2 tablespoons mayonnaise 

 

 

 

  • Mix all ingredients together. Chill overnight for best taste. Serve on flatbread with gyro meat, thinly sliced onions, and tomato. 

     

     

     

    GREEK-STYLE MEATBALLS 

     

     

     

    1 pound ground beef 

     

    1/2 pound ground pork 

     

    3/4 cup uncooked oats 

     

    1/2 red onion, quartered 

     

    1 egg 

     

    1 tablespoon oil 

     

    1/4 cup fresh mint leaves 

     

    1 teaspoon salt 

     

    1/2 teaspoon cumin 

     

    1/2 teaspoon oregano 

     

    1/4 teaspoon black pepper 

     

     

     

  • To cook in pressure cooker: 3 tablespoons oil and 1/4 cup distilled white vinegar. 

     

  • To cook in air fryer, skillet, or oven: 1 tablespoon distilled white vinegar and 1/2 cup potato starch. 

     

  • Add all meatball mix ingredients to the bowl of a food processor.

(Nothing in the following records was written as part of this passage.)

// SPDX-FileCopyrightText: 2026 Wafer Contributors
// SPDX-License-Identifier: MIT OR Apache-2.0

//! Subcommand implementations for `wafer login`, `wafer check`, and `wafer config`.
//!
//! Results go to stdout as pretty JSON. Errors go to stderr; in embedded mode
//! the vendor payload of a failed call is still printed to stdout.

use std::collections::HashMap;
use std::io::{self, Write};
use std::time::Duration;

use clap::Args;
use tracing::debug;
use wafer_config::WaferConfig;
use wafer_core::{CallFailure, CallInput, CallerResult, InputMode, Operation};
use wafer_session::{HttpTransport, SessionAuthenticator, SessionSettings, WaferSession};

/// Arguments for `wafer login`.
#[derive(Args, Debug)]
pub struct LoginArgs {
    /// Login code issued to the client.
    #[arg(long, conflicts_with = "embedded")]
    pub code: Option<String>,
    /// Encrypted user profile.
    #[arg(long, conflicts_with = "embedded")]
    pub encrypted_data: Option<String>,
    /// Initialization vector for the encrypted profile.
    #[arg(long, conflicts_with = "embedded")]
    pub iv: Option<String>,
    /// Read credentials from `-H` request headers instead.
    #[arg(long)]
    pub embedded: bool,
    /// Request header, repeatable.
    #[arg(short = 'H', long = "header", value_name = "NAME=VALUE", value_parser = parse_header)]
    pub headers: Vec<(String, String)>,
}

/// Arguments for `wafer check`.
#[derive(Args, Debug)]
pub struct CheckArgs {
    /// Session id.
    #[arg(long, conflicts_with = "embedded")]
    pub id: Option<String>,
    /// Session key.
    #[arg(long, conflicts_with = "embedded")]
    pub skey: Option<String>,
    /// Read credentials from `-H` request headers instead.
    #[arg(long)]
    pub embedded: bool,
    /// Request header, repeatable.
    #[arg(short = 'H', long = "header", value_name = "NAME=VALUE", value_parser = parse_header)]
    pub headers: Vec<(String, String)>,
}

/// Parses `NAME=VALUE`. The value may be empty; the name may not.
pub fn parse_header(raw: &str) -> Result<(String, String), String> {
    match raw.split_once('=') {
        Some((name, value)) if !name.trim().is_empty() => {
            Ok((name.trim().to_string(), value.to_string()))
        }
        _ => Err(format!("invalid header `{raw}`, expected NAME=VALUE")),
    }
}

pub async fn run_login(config: &WaferConfig, args: LoginArgs) -> Result<(), i32> {
    let positional = vec![
        args.code.unwrap_or_default(),
        args.encrypted_data.unwrap_or_default(),
        args.iv.unwrap_or_default(),
    ];
    run(config, Operation::Login, args.embedded, args.headers, positional).await
}

pub async fn run_check(config: &WaferConfig, args: CheckArgs) -> Result<(), i32> {
    let positional = vec![args.id.unwrap_or_default(), args.skey.unwrap_or_default()];
    run(config, Operation::Check, args.embedded, args.headers, positional).await
}

/// Prints the effective configuration as TOML.
pub fn run_config(config: &WaferConfig) -> Result<(), i32> {
    match toml::to_string_pretty(config) {
        Ok(rendered) => {
            print!("{rendered}");
            Ok(())
        }
        Err(e) => {
            eprintln!("wafer: failed to render config: {e}");
            Err(1)
        }
    }
}

async fn run(
    config: &WaferConfig,
    operation: Operation,
    embedded: bool,
    headers: Vec<(String, String)>,
    positional: Vec<String>,
) -> Result<(), i32> {
    let mut settings = SessionSettings::from(&config.session);
    settings.mode = if embedded {
        InputMode::Embedded
    } else {
        InputMode::Standalone
    };

    let transport = match HttpTransport::new(Duration::from_secs(config.session.timeout_secs)) {
        Ok(transport) => transport,
        Err(e) => {
            eprintln!("wafer: {e}");
            return Err(1);
        }
    };
    let session = WaferSession::with_transport(settings, transport);

    let bag: HashMap<String, String> = headers.into_iter().collect();
    let input = if embedded {
        CallInput::from_headers(&bag)
    } else {
        CallInput::from_args(&positional)
    };

    let outcome = dispatch(&session, operation, input).await;
    match render(outcome, &mut io::stdout().lock(), &mut io::stderr().lock()) {
        Ok(0) => Ok(()),
        Ok(code) => Err(code),
        Err(e) => {
            eprintln!("wafer: failed to write output: {e}");
            Err(1)
        }
    }
}

async fn dispatch<A: SessionAuthenticator + ?Sized>(
    auth: &A,
    operation: Operation,
    input: CallInput<'_>,
) -> Result<CallerResult, CallFailure> {
    debug!(%operation, "dispatching");
    match operation {
        Operation::Login => auth.login(input).await,
        Operation::Check => auth.check(input).await,
    }
}

/// Writes the outcome and returns the process exit code.
fn render(
    outcome: Result<CallerResult, CallFailure>,
    stdout: &mut impl Write,
    stderr: &mut impl Write,
) -> io::Result<i32> {
    match outcome {
        Ok(result) => {
            writeln!(stdout, "{}", serde_json::to_string_pretty(&result)?)?;
            Ok(0)
        }
        Err(failure) => {
            writeln!(stderr, "wafer: {}", failure.error)?;
            if let Some(payload) = &failure.result.vendor_payload {
                writeln!(stdout, "{}", serde_json::to_string_pretty(payload)?)?;
            }
            Ok(1)
        }
    }
}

Pulse until all ingredients are combined. Scoop meatball mixture into walnut-sized meatballs. 

     

  • To pressure cook, add 3 tablespoons oil to pressure cooker. Place meatballs into the inner pot, pour 1/4 cup vinegar over meatballs, and cook at high pressure for 4 minutes. Do a natural release for 10 minutes after the cooking time is up. 

     

  • To cook on a stovetop, add 1 tablespoon vinegar to the meatball mix. Dredge meatballs in starch. Add 3 tablespoons oil to a skillet over medium heat. Brown meatballs on all sides in batches to avoid overcrowding the pan. Cut into one or two to be sure the meatballs are cooked through. 

     

  • To cook in air fryer, add 1 tablespoon vinegar to the meatball mix. Dredge meatballs in starch. Spray meatballs and basket of fryer with oil. Cook at 390 F for 6 minutes. 

     

  • To bake in oven, add 1 tablespoon vinegar to the meatball mix. Dredge meatballs in starch. Spray meatballs and the top layer of your broiler pan with oil. Assemble broiler pan. Bake at 400 F until cooked through, about 20 minutes.